Pour des raisons physiologiques, toutes les émotions, positives ou négatives, sont transitoires si rien n’entrave leur flot naturel. C’est pour cela également qu’il est indispensable de savoir profiter de l’instant présent en savourant, jour après jour, ce que la vie nous offre de positif. Il ne sert à rien d’attendre tel ou tel événement pour s’autoriser à être heureux : trop d’obstacles risquent de rendre cette attente infinie.
L’état de bien-être est beaucoup plus dû à la somme des petits bonheurs qu’à des bonheurs très intenses, qui sont plus rares au cours d’une vie.
L’acceptation de cette réalité, qui est une des clés de la démarche de méditation, permet de concentrer son énergie sur les moments positifs et de mieux surmonter les moments négatifs.
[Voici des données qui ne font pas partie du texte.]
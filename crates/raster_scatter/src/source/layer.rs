//! In-memory polygon layer.
use crate::geometry::Polygon;
use crate::source::{Crs, PolygonSource};

/// A named set of polygons in one reference system.
#[derive(Clone, Debug)]
pub struct PolygonLayer {
    pub name: String,
    pub crs: Crs,
    pub polygons: Vec<Polygon>,
}

impl PolygonLayer {
    pub fn new(name: impl Into<String>, crs: Crs) -> Self {
        Self {
            name: name.into(),
            crs,
            polygons: Vec::new(),
        }
    }

    /// Add a single polygon.
    pub fn with_polygon(mut self, polygon: Polygon) -> Self {
        self.polygons.push(polygon);
        self
    }

    /// Add multiple polygons.
    pub fn with_polygons(mut self, polygons: impl IntoIterator<Item = Polygon>) -> Self {
        self.polygons.extend(polygons);
        self
    }

    pub fn len(&self) -> usize {
        self.polygons.len()
    }

    pub fn is_empty(&self) -> bool {
        self.polygons.is_empty()
    }
}

impl PolygonSource for PolygonLayer {
    fn name(&self) -> &str {
        &self.name
    }

    fn crs(&self) -> &Crs {
        &self.crs
    }

    fn polygons(&self) -> Box<dyn Iterator<Item = &Polygon> + '_> {
        Box::new(self.polygons.iter())
    }
}

#[cfg(test)]
mod tests {
    use super::*;

    #[test]
    fn builder_collects_polygons_in_order() {
        let layer = PolygonLayer::new("parcels", Crs::new("EPSG:3857"))
            .with_polygon(Polygon::rect((0.0, 0.0), (1.0, 1.0)))
            .with_polygons([
                Polygon::rect((2.0, 0.0), (3.0, 1.0)),
                Polygon::rect((4.0, 0.0), (5.0, 1.0)),
            ]);

        assert_eq!(layer.len(), 3);
        let xs: Vec<f64> = layer
            .polygons()
            .filter_map(|p| p.bounds())
            .map(|b| b.min.x)
            .collect();
        assert_eq!(xs, vec![0.0, 2.0, 4.0]);
        assert_eq!(PolygonSource::name(&layer), "parcels");
        assert_eq!(layer.crs().as_str(), "EPSG:3857");
    }
}
mod common;

use std::hint::black_box;

use criterion::{criterion_group, criterion_main, BenchmarkId, Criterion};
use raster_scatter::prelude::*;

const RANGE_COUNTS: [usize; 4] = [1, 4, 16, 64];

fn classify_benches(c: &mut Criterion) {
    let mut group = c.benchmark_group("density/classify");

    for &n in &RANGE_COUNTS {
        let ranges: Vec<DensityRange> = (0..n)
            .map(|i| DensityRange::new(i as f64, i as f64 + 1.0, 1.0))
            .collect();
        let values: Vec<f64> = (0..1024).map(|i| (i as f64 / 1024.0) * n as f64).collect();
        group.throughput(common::elements_throughput(values.len()));

        group.bench_with_input(BenchmarkId::from_parameter(n), &n, |b, _| {
            b.iter(|| {
                let hits = values
                    .iter()
                    .filter(|v| classify(**v, &ranges).is_some())
                    .count();
                black_box(hits);
            });
        });
    }

    group.finish();
}

criterion_group! {
    name = benches;
    config = common::default_criterion();
    targets = classify_benches
}
criterion_main!(benches);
La méditation de pleine conscience s’adresse à chacun d’entre nous, mais tout particulièrement à ceux qui souffrent d’anxiété ou de dépression. Ces états empêchent d’être dans l’instant présent (regrets, ruminations, anticipations anxieuses, etc.), les personnes s’accrochant à leurs pensées négatives et se laissant submerger par elles et par leurs émotions. Mais certains processus sont communs à toutes les souffrances.
Que vous souffriez de tristesse, d’anxiété, de douleurs physiques, de stress ou d’accès de colère, votre attention sera ainsi en permanence attirée par vos maux ; vos pensées deviendront alors votre réalité, ce qui ne fera qu’augmenter votre ressenti émotionnel désagréable. En pratiquant la méditation de pleine conscience, vous apprendrez à entraîner votre attention à se porter sur l’instant présent, et non pas à boucler sur votre souffrance. Vous pourrez ainsi prendre du recul par rapport à vos pensées et comprendre qu’elles ne reflètent en rien la réalité, qu’elles ne sont qu’une création de votre esprit, dépendantes de l’état émotionnel dans lequel vous vous trouvez.
Cette distance d’avec vos pensées vous permettra d’accueillir et réguler vos émotions.
La méditation de pleine conscience n’étant pas uniquement un exercice attentionnel, ce rendez-vous quotidien avec soi-même va vous permettre aussi d’apprendre à connaître vos pensées, vos schémas de réactivité, vos états d’âme, vos douleurs les plus profondes, vos besoins, vos limites, en prenant la responsabilité d’accepter votre expérience telle qu’elle est (agréable, désagréable ou neutre), en étant curieux et sans jugement par rapport à celle-ci…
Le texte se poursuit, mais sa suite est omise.